I processi a porte chiuse a due note giornaliste, recluse dal settembre 2022 nel carcere di Evin per aver riferito della morte e della cerimonia di sepoltura di Mahsa Amini, si sono svolti presso il tribunale rivoluzionario di Tehran il 29 e 30 maggio scorso. Alle due giornaliste, Niloufar Hamedi e a Elaheh Mohammadi, non è stato permesso di incontrare i loro avvocati.
Il processo alla signora Hamedi è durato solo due ore e ai suoi avvocati difensori non è stato concesso il tempo di presentare alcuna difesa. La signora Hamedi ha respinto le accuse contro di lei, tra cui quella di spionaggio per presunta “collaborazione con il governo nemico (USA)” e di “propaganda contro lo stato”.
I manifestanti prigionieri in Iran vengono sistematicamente torturati e tenuti in celle di isolamento al buio, senza cibo e acqua; spesso sia le donne che gli uomini vengono stuprati; non hanno diritto ad un avvocato difensore né a contattare o a ricevere visite di legali o di attivisti per i diritti umani.
Si stima che dall’inizio della rivolta giovanile, dal 16 settembre 2022, dopo l’uccisione di Mahsa Amini, almeno 130 avvocati di tutte le province del Paese, tra cui dozzine di donne, siano stati convocati o arrestati dalla magistratura. Le accuse vanno dall’abuso dell’esercizio della loro professione alle opinioni espresse sui social media, considerate espressioni di “inimicizia e odio contro Dio”.
Il trend è in aumento. Nel solo maggio 2023 sono stati settanta gli avvocati convocati e arrestati. I procedimenti sono per lo più condotti dal tribunale di sicurezza che ha sede nella famigerata prigione di Evin a Tehran. Contro di essi non sono state formulate pubblicamente accuse specifiche.

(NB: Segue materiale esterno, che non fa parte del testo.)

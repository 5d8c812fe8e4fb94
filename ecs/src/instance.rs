//! Container-instance and attribute operations (simulated nodes).

use chrono::Utc;
use stevedore_model::{Attribute, ContainerInstance, TaskStatus, arn};
use stevedore_store::{AttributeFilter, ContainerInstanceFilter, PageRequest};

use crate::api::*;
use crate::core::Ecs;
use crate::error::{EcsError, Result};

const INSTANCE_STATUSES: [&str; 3] = ["ACTIVE", "DRAINING", "INACTIVE"];

impl Ecs {
    pub async fn register_container_instance(
        &self,
        request: RegisterContainerInstanceRequest,
    ) -> Result<ContainerInstanceResponse> {
        let cluster = self.require_cluster(request.cluster.as_deref()).await?;
        let id = arn::random_task_id();
        let now = Utc::now();
        let instance = ContainerInstance {
            container_instance_arn: self
                .identity
                .container_instance_arn(&cluster.cluster_name, &id),
            cluster_arn: cluster.cluster_arn.clone(),
            ec2_instance_id: request
                .instance_identity_document
                .as_deref()
                .and_then(instance_id_from_document),
            status: "ACTIVE".to_string(),
            agent_connected: true,
            running_tasks_count: 0,
            pending_tasks_count: 0,
            attributes: request.attributes.clone(),
            registered_resources: request.total_resources,
            version_info: request.version_info,
            region: self.identity.region.clone(),
            account_id: self.identity.account_id.clone(),
            created_at: now,
            updated_at: now,
            version: 0,
        };
        self.storage.container_instances().create(&instance).await?;

        if !request.attributes.is_empty() {
            let attributes: Vec<Attribute> = request
                .attributes
                .iter()
                .map(|a| Attribute {
                    target_type: Some("container-instance".into()),
                    target_id: Some(id.clone()),
                    ..a.clone()
                })
                .collect();
            self.storage
                .attributes()
                .put(&cluster.cluster_arn, &attributes)
                .await?;
        }
        Ok(ContainerInstanceResponse {
            container_instance: instance,
        })
    }

    pub async fn deregister_container_instance(
        &self,
        request: DeregisterContainerInstanceRequest,
    ) -> Result<ContainerInstanceResponse> {
        let cluster = self.require_cluster(request.cluster.as_deref()).await?;
        let id = arn::container_instance_id(&request.container_instance);
        let mut instance = self
            .storage
            .container_instances()
            .get(&cluster.cluster_arn, id)
            .await?
            .ok_or_else(|| {
                EcsError::NotFound(format!("container instance {} not found", id))
            })?;

        let instance_counts = self.with_instance_counts(instance.clone()).await?;
        if instance_counts.running_tasks_count > 0 && !request.force {
            return Err(EcsError::FailedPrecondition(
                "container instance has running tasks; use force".into(),
            ));
        }
        self.storage
            .container_instances()
            .delete(&cluster.cluster_arn, id)
            .await?;
        instance.status = "INACTIVE".to_string();
        Ok(ContainerInstanceResponse {
            container_instance: instance,
        })
    }

    pub async fn describe_container_instances(
        &self,
        request: DescribeContainerInstancesRequest,
    ) -> Result<DescribeContainerInstancesResponse> {
        let cluster = self.require_cluster(request.cluster.as_deref()).await?;
        let mut container_instances = Vec::new();
        let mut failures = Vec::new();
        for identifier in &request.container_instances {
            let id = arn::container_instance_id(identifier);
            match self
                .storage
                .container_instances()
                .get(&cluster.cluster_arn, id)
                .await?
            {
                Some(instance) => {
                    container_instances.push(self.with_instance_counts(instance).await?)
                }
                None => failures.push(Failure::missing(
                    self.identity
                        .container_instance_arn(&cluster.cluster_name, id),
                )),
            }
        }
        Ok(DescribeContainerInstancesResponse {
            container_instances,
            failures,
        })
    }

    pub async fn list_container_instances(
        &self,
        request: ListContainerInstancesRequest,
    ) -> Result<ListContainerInstancesResponse> {
        let cluster = self.require_cluster(request.cluster.as_deref()).await?;
        let filter = ContainerInstanceFilter {
            cluster_arn: cluster.cluster_arn.clone(),
            status: request.status,
        };
        let page = self
            .storage
            .container_instances()
            .list(
                &filter,
                &PageRequest {
                    max_results: request.max_results,
                    next_token: request.next_token,
                },
            )
            .await?;
        Ok(ListContainerInstancesResponse {
            container_instance_arns: page
                .items
                .into_iter()
                .map(|ci| ci.container_instance_arn)
                .collect(),
            next_token: page.next_token,
        })
    }

    pub async fn update_container_instances_state(
        &self,
        request: UpdateContainerInstancesStateRequest,
    ) -> Result<DescribeContainerInstancesResponse> {
        if !INSTANCE_STATUSES.contains(&request.status.as_str()) {
            return Err(EcsError::InvalidParameter(format!(
                "invalid container instance status {}",
                request.status
            )));
        }
        let cluster = self.require_cluster(request.cluster.as_deref()).await?;
        let mut container_instances = Vec::new();
        let mut failures = Vec::new();
        for identifier in &request.container_instances {
            let id = arn::container_instance_id(identifier);
            match self
                .storage
                .container_instances()
                .get(&cluster.cluster_arn, id)
                .await?
            {
                Some(instance) => {
                    let mut next = instance.clone();
                    next.status = request.status.clone();
                    match self.storage.container_instances().update(&next).await {
                        Ok(persisted) => container_instances.push(persisted),
                        Err(e) => failures.push(Failure {
                            arn: instance.container_instance_arn.clone(),
                            reason: "UPDATE_FAILED".into(),
                            detail: Some(e.to_string()),
                        }),
                    }
                }
                None => failures.push(Failure::missing(
                    self.identity
                        .container_instance_arn(&cluster.cluster_name, id),
                )),
            }
        }
        Ok(DescribeContainerInstancesResponse {
            container_instances,
            failures,
        })
    }

    pub async fn put_attributes(&self, request: PutAttributesRequest) -> Result<AttributesResponse> {
        let cluster = self.require_cluster(request.cluster.as_deref()).await?;
        for attribute in &request.attributes {
            if attribute.name.is_empty() {
                return Err(EcsError::InvalidParameter(
                    "attribute name is required".into(),
                ));
            }
        }
        let attributes: Vec<Attribute> = request
            .attributes
            .iter()
            .map(|a| Attribute {
                target_type: a
                    .target_type
                    .clone()
                    .or_else(|| Some("container-instance".into())),
                ..a.clone()
            })
            .collect();
        self.storage
            .attributes()
            .put(&cluster.cluster_arn, &attributes)
            .await?;
        Ok(AttributesResponse { attributes })
    }

    pub async fn delete_attributes(
        &self,
        request: DeleteAttributesRequest,
    ) -> Result<AttributesResponse> {
        let cluster = self.require_cluster(request.cluster.as_deref()).await?;
        self.storage
            .attributes()
            .delete(&cluster.cluster_arn, &request.attributes)
            .await?;
        Ok(AttributesResponse {
            attributes: request.attributes,
        })
    }

    pub async fn list_attributes(
        &self,
        request: ListAttributesRequest,
    ) -> Result<ListAttributesResponse> {
        if request.target_type.is_empty() {
            return Err(EcsError::InvalidParameter("targetType is required".into()));
        }
        let cluster_arn = match request.cluster.as_deref() {
            Some(identifier) => Some(self.require_cluster(Some(identifier)).await?.cluster_arn),
            None => None,
        };
        let filter = AttributeFilter {
            cluster_arn,
            target_type: request.target_type,
            attribute_name: request.attribute_name,
            attribute_value: request.attribute_value,
        };
        let page = self
            .storage
            .attributes()
            .list(
                &filter,
                &PageRequest {
                    max_results: request.max_results,
                    next_token: request.next_token,
                },
            )
            .await?;
        Ok(ListAttributesResponse {
            attributes: page.items,
            next_token: page.next_token,
        })
    }

    async fn with_instance_counts(
        &self,
        mut instance: ContainerInstance,
    ) -> Result<ContainerInstance> {
        let tasks = self.storage.tasks().list_all().await?;
        let mut running = 0;
        let mut pending = 0;
        for task in tasks.iter().filter(|t| {
            t.container_instance_arn.as_deref() == Some(instance.container_instance_arn.as_str())
        }) {
            match task.last_status {
                TaskStatus::Running => running += 1,
                TaskStatus::Provisioning | TaskStatus::Pending => pending += 1,
                _ => {}
            }
        }
        instance.running_tasks_count = running;
        instance.pending_tasks_count = pending;
        Ok(instance)
    }
}

/// The identity document is opaque JSON from the agent; only the EC2
/// instance id is worth extracting.
fn instance_id_from_document(document: &str) -> Option<String> {
    serde_json::from_str::<serde_json::Value>(document)
        .ok()?
        .get("instanceId")?
        .as_str()
        .map(String::from)
}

Gli avvocati vengono costretti durante le udienze a firmare una “lettera di impegno” in cui si obbligano a rispettare le disposizioni della magistratura come condizione per il loro rilascio su cauzione. Nella lettera viene espresso “rammarico” per le proteste insorte a livello nazionale e l’impegno a non contattare “reti di legali o organizzazioni per i diritti umani fuori dal paese, perché considerati elementi controrivoluzionari”. Una tale pratica è considerata una minaccia alla sicurezza del paese e può essere perseguita anche con l’ergastolo o con la condanna a morte.
È questa una tattica che mira a incutere timore e ad esercitare pressione sugli avvocati, affinché non sostengano le proteste e i manifestanti.
Il regime iraniano cerca così di mettere a tacere le voci dissenzienti e di sopprimere le aspirazioni del loro popolo. Tuttavia, larghi strati della popolazione, in particolare le donne, rimangono resilienti e determinate a continuare la coraggiosa e pacifica lotta intrapresa per un futuro migliore di libertà e di democrazia.